### Problem description
Every line holding the word "downloaded" should be copied from the material.

### Data for analysis
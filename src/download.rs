//! File and directory downloads.

use std::ffi::OsString;
use std::path::{Path, PathBuf};

use futures::StreamExt;
use reqwest::Response;
use tokio::fs::File;
use tokio::io::AsyncWriteExt;
use tracing::{debug, info, warn};

use crate::client::PanClient;
use crate::error::{PanError, Result};
use crate::models::RemoteEntry;
use crate::progress::TransferProgress;
use crate::remote_path;
use crate::transfer::{FileTransferUnit, TransferOptions, TransferReport};

/// Download operations, borrowed from a [`PanClient`].
pub struct DownloadClient<'a> {
    pan: &'a PanClient,
}

impl<'a> DownloadClient<'a> {
    pub(crate) fn new(pan: &'a PanClient) -> Self {
        Self { pan }
    }

    /// Download the remote file `remote` to `output`.
    ///
    /// When `output` is an existing directory the remote file name is
    /// appended. Returns the path written.
    ///
    /// # Arguments
    /// * `remote` - Remote file path or `pan.baidu.com` link
    /// * `output` - Local file or directory to write to
    /// * `options` - Overwrite policy and progress display
    pub async fn downfile<P: AsRef<Path>>(
        &self,
        remote: &str,
        output: P,
        options: &TransferOptions,
    ) -> Result<PathBuf> {
        let remote = remote_path::normalize(remote)?;
        let output = output.as_ref();
        let target = if output.is_dir() {
            output.join(remote_path::file_name(&remote))
        } else {
            output.to_path_buf()
        };

        if !options.overwrite && target.exists() {
            return Err(PanError::FileExists(target));
        }

        let entry = self.pan.stat(&remote).await?;
        if entry.isdir {
            return Err(PanError::NotFound(format!("{} is a directory", remote)));
        }

        self.fetch(&entry, &target, options).await?;
        Ok(target)
    }

    /// Download every file below the remote directory `remote` into `output`,
    /// preserving relative paths.
    ///
    /// A file that fails is recorded in the report and the remaining files
    /// are still downloaded.
    ///
    /// # Arguments
    /// * `remote` - Remote directory to mirror
    /// * `output` - Local directory, created when missing
    /// * `options` - Overwrite policy and progress display
    pub async fn downdir<P: AsRef<Path>>(
        &self,
        remote: &str,
        output: P,
        options: &TransferOptions,
    ) -> Result<TransferReport> {
        let remote = remote_path::normalize(remote)?;
        let output = output.as_ref();

        let files: Vec<RemoteEntry> = self
            .pan
            .list_all(&remote, true)
            .await?
            .into_iter()
            .filter(|entry| !entry.isdir)
            .collect();
        info!(remote = %remote, local = %output.display(), files = files.len(), "downloading directory");

        tokio::fs::create_dir_all(output).await?;

        let mut report = TransferReport::default();
        for entry in files {
            // Listed paths come from the server and must stay below `output`.
            let path = match remote_path::normalize(&entry.path) {
                Ok(path) => path,
                Err(e) => {
                    warn!(path = %entry.path, "unsafe remote path, not downloaded");
                    let mut unit = FileTransferUnit::new(
                        entry.path.clone(),
                        output.display().to_string(),
                        entry.size,
                    );
                    unit.fail(e);
                    report.push(unit);
                    continue;
                }
            };
            let Some(relative) = remote_path::relative_to(&path, &remote) else {
                warn!(path = %entry.path, "entry outside requested directory, skipped");
                continue;
            };
            let target = relative
                .split('/')
                .filter(|c| !c.is_empty())
                .fold(output.to_path_buf(), |path, component| path.join(component));

            let mut unit = FileTransferUnit::new(
                entry.path.clone(),
                target.display().to_string(),
                entry.size,
            );
            unit.start();

            let result = if !options.overwrite && target.exists() {
                Err(PanError::FileExists(target.clone()))
            } else {
                self.fetch(&entry, &target, options).await
            };
            match result {
                Ok(()) => unit.succeed(),
                Err(e) => {
                    warn!(file = %entry.path, error = %e, "download failed");
                    unit.fail(e);
                }
            }
            report.push(unit);
        }

        info!(%report, "directory download finished");
        Ok(report)
    }

    /// Stream one remote file into `target` through a `.part` file.
    async fn fetch(&self, entry: &RemoteEntry, target: &Path, options: &TransferOptions) -> Result<()> {
        let dlink = self
            .pan
            .file_metas(&[entry.fs_id], true)
            .await?
            .into_iter()
            .find(|meta| meta.fs_id == entry.fs_id)
            .and_then(|meta| meta.dlink)
            .ok_or_else(|| PanError::NotFound(format!("download link for {}", entry.path)))?;

        let token = self.pan.auth().get_access_token().await?;
        let separator = if dlink.contains('?') { '&' } else { '?' };
        let url = format!("{}{}access_token={}", dlink, separator, urlencoding::encode(&token));

        info!(remote = %entry.path, local = %target.display(), size = entry.size, "downloading file");
        let response = self.pan.http().get(&url).send().await?;
        let status = response.status();
        if !status.is_success() {
            let body = response.text().await.unwrap_or_default();
            return Err(PanError::RemoteApi {
                code: status.as_u16() as i64,
                message: body,
            });
        }

        if let Some(parent) = target.parent() {
            if !parent.as_os_str().is_empty() {
                tokio::fs::create_dir_all(parent).await?;
            }
        }

        let progress = TransferProgress::new(entry.size, &entry.server_filename, options.verbose);
        if let Some(total) = response.content_length() {
            progress.set_total(total);
        }

        let partial = part_path(target);
        match write_body(response, &partial, &progress).await {
            Ok(written) => {
                tokio::fs::rename(&partial, target).await?;
                progress.finish();
                debug!(path = %target.display(), bytes = written, "download complete");
                Ok(())
            }
            Err(e) => {
                progress.abandon();
                if let Err(cleanup) = tokio::fs::remove_file(&partial).await {
                    debug!(path = %partial.display(), error = %cleanup, "no partial file to remove");
                }
                Err(e)
            }
        }
    }
}

async fn write_body(response: Response, path: &Path, progress: &TransferProgress) -> Result<u64> {
    let mut file = File::create(path).await?;
    let mut stream = response.bytes_stream();
    let mut written = 0u64;

    while let Some(chunk) = stream.next().await {
        let chunk = chunk?;
        file.write_all(&chunk).await?;
        written += chunk.len() as u64;
        progress.advance(chunk.len() as u64);
    }

    file.flush().await?;
    Ok(written)
}

/// `<target>.part`, the file a download is streamed into before the rename.
fn part_path(target: &Path) -> PathBuf {
    let mut name = OsString::from(target.as_os_str());
    name.push(".part");
    PathBuf::from(name)
}
//! Terminal progress bars for verbose transfers.

use indicatif::{ProgressBar, ProgressStyle};

/// Byte progress for one file; hidden unless verbose.
pub struct TransferProgress {
    bar: ProgressBar,
}

impl TransferProgress {
    pub fn new(total: u64, label: &str, verbose: bool) -> Self {
        if !verbose {
            return Self {
                bar: ProgressBar::hidden(),
            };
        }

        let bar = ProgressBar::new(total);
        if let Ok(style) = ProgressStyle::default_bar().template(
            "{spinner:.green} [{elapsed_precise}] [{bar:40.cyan/blue}] {bytes}/{total_bytes} ({eta}) {msg}",
        ) {
            bar.set_style(style.progress_chars("#>-"));
        }
        bar.set_message(label.to_string());
        Self { bar }
    }

    /// Total becomes known only after the response headers arrive.
    pub fn set_total(&self, total: u64) {
        self.bar.set_length(total);
    }

    pub fn advance(&self, bytes: u64) {
        self.bar.inc(bytes);
    }

    pub fn finish(&self) {
        self.bar.finish();
    }

    pub fn abandon(&self) {
        self.bar.abandon();
    }
}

### Answer to the problem
    /// are still downloaded.
                    warn!(path = %entry.path, "unsafe remote path, not downloaded");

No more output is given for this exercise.